2.  The term "consequential loss" is often used in everyday language as shorthand for a broad category of losses including loss of profit, loss of opportunity, loss of goodwill and so on. However, the legal meaning of the term may be quite different.

3.  The default position is that a party to a contract will be liable for both direct and consequential loss.  However, it is not uncommon for both parties to exclude liability for consequential loss.

4.  It is important to be specific when attempting to exclude a category of loss. Consequential loss is a term that is cloaked in ambiguity.  This can make determining what is a consequential loss as opposed to a direct loss a difficult task

5.  Profit is not always classed as consequential loss and is therefore not always excluded by a clause that excludes this type of loss. The Scottish courts have held that loss of profit can sometimes be a direct loss.

Thursday, 13 April 2017

What is the Law in Your Life?

Five things to know about standardisation in Commercial Leasing

1. The concept of standardisation is well-known to all these days and legal precedents or standard documentation is no different. The Property Standardisation Group (PSG) has developed a suite of templates for use in property transactions in Scotland which have been well-received. See www.psglegal.co.uk.

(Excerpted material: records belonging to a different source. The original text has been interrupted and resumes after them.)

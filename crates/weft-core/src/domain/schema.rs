//! Graph schema constants
//!
//! Every durable fact the engine records lives in the graph store under
//! these labels and property keys. Handlers build no other persistent
//! state; a handler that knows the schema can reconstruct everything from
//! store reads alone.

use crate::domain::component_spec::NodeKind;

/// Vertex labels
pub mod labels {
    /// A registered component spec
    pub const COMPONENT: &str = "component";
    /// A task node belonging to a component spec
    pub const TASK: &str = "task";
    /// A data node belonging to a component spec
    pub const DATA: &str = "data";
    /// The single deferred node of a component spec
    pub const DEFERRED: &str = "deferred";
    /// A running instantiation of a component spec
    pub const COMPONENT_INSTANCE: &str = "component_instance";
    /// The per-instance execution tracker
    pub const STATE_MACHINE: &str = "state_machine";
}

/// Edge labels
pub mod edges {
    /// component -> task
    pub const HAS_TASK: &str = "has_task";
    /// component -> data
    pub const HAS_DATA: &str = "has_data";
    /// component -> deferred
    pub const HAS_DEFERRED: &str = "has_deferred";
    /// component -> component, carries the `alias` property
    pub const IMPORTS: &str = "imports";
    /// dependent node -> task dependency
    pub const NEEDS_TASK: &str = "needs_task";
    /// dependent node -> data dependency
    pub const NEEDS_DATA: &str = "needs_data";
    /// dependent node -> deferred dependency
    pub const NEEDS_DEFERRED: &str = "needs_deferred";
    /// source node -> task injection target
    pub const INJECTS_TASK: &str = "injects_task";
    /// source node -> data injection target
    pub const INJECTS_DATA: &str = "injects_data";
    /// instance -> component
    pub const INSTANCE_OF: &str = "instance_of";
    /// parent instance -> child instance, carries the `alias` property
    pub const USES_IMPORT: &str = "uses_import";
    /// instance -> state machine
    pub const HAS_STATE_MACHINE: &str = "has_state_machine";
    /// state machine -> task node; this IS the task's state edge
    pub const TRACKS_TASK: &str = "tracks_task";
    /// state machine -> data node; this IS the data node's state edge
    pub const TRACKS_DATA: &str = "tracks_data";
    /// state machine -> deferred node; created only by provide-deferred
    pub const TRACKS_DEFERRED: &str = "tracks_deferred";
}

/// Property keys
pub mod props {
    /// Content hash of a component spec
    pub const HASH: &str = "hash";
    /// Node or component name
    pub const NAME: &str = "name";
    /// Owning spec hash on node vertices
    pub const COMPONENT_HASH: &str = "component_hash";
    /// Opaque compute reference on task/data vertices
    pub const COMPUTE_REF: &str = "compute_ref";
    /// Instance id on component_instance vertices
    pub const INSTANCE_ID: &str = "instance_id";
    /// Machine id on state_machine vertices
    pub const MACHINE_ID: &str = "machine_id";
    /// Lifecycle state on state_machine vertices
    pub const STATE: &str = "state";
    /// Execution status on tracks_* edges
    pub const STATUS: &str = "status";
    /// Serialized result on tracks_* edges
    pub const RESULT: &str = "result";
    /// Import alias on imports/uses_import edges
    pub const ALIAS: &str = "alias";
    /// Creation timestamp
    pub const CREATED_AT: &str = "created_at";
    /// Last update timestamp
    pub const UPDATED_AT: &str = "updated_at";
}

/// The `has_*` edge label for a node kind
pub fn has_label(kind: NodeKind) -> &'static str {
    match kind {
        NodeKind::Task => edges::HAS_TASK,
        NodeKind::Data => edges::HAS_DATA,
        NodeKind::Deferred => edges::HAS_DEFERRED,
    }
}

/// The vertex label for a node kind
pub fn node_label(kind: NodeKind) -> &'static str {
    match kind {
        NodeKind::Task => labels::TASK,
        NodeKind::Data => labels::DATA,
        NodeKind::Deferred => labels::DEFERRED,
    }
}

/// The `needs_*` edge label for a dependency on a node kind
pub fn needs_label(kind: NodeKind) -> &'static str {
    match kind {
        NodeKind::Task => edges::NEEDS_TASK,
        NodeKind::Data => edges::NEEDS_DATA,
        NodeKind::Deferred => edges::NEEDS_DEFERRED,
    }
}

/// The `injects_*` edge label for an injection into a node kind
///
/// Deferred nodes are invalid injection targets, so there is no label for
/// them; callers must reject such paths before asking.
pub fn injects_label(kind: NodeKind) -> Option<&'static str> {
    match kind {
        NodeKind::Task => Some(edges::INJECTS_TASK),
        NodeKind::Data => Some(edges::INJECTS_DATA),
        NodeKind::Deferred => None,
    }
}

/// The `tracks_*` edge label (state edge label) for a node kind
pub fn tracks_label(kind: NodeKind) -> &'static str {
    match kind {
        NodeKind::Task => edges::TRACKS_TASK,
        NodeKind::Data => edges::TRACKS_DATA,
        NodeKind::Deferred => edges::TRACKS_DEFERRED,
    }
}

2. The issue of a Model Commercial Lease was first mooted in England and Wales and a template was introduced in 2014 by the British Property Federation. That template met with a muted response initially but and it has proven to be useful. The PSG have now introduced a Model Commercial Lease for use in a larger scale office development.

3.  As with all styles, care must be taken to ensure that it fits the circumstances of a particular letting and a knowledge of the underlying law is essential.

4.  The Model Commercial Lease may be capable of being used "as is" but it is likely to also be of assistance in giving solicitors and their clients examples of different types of clauses which may be adapted to suit individual circumstances.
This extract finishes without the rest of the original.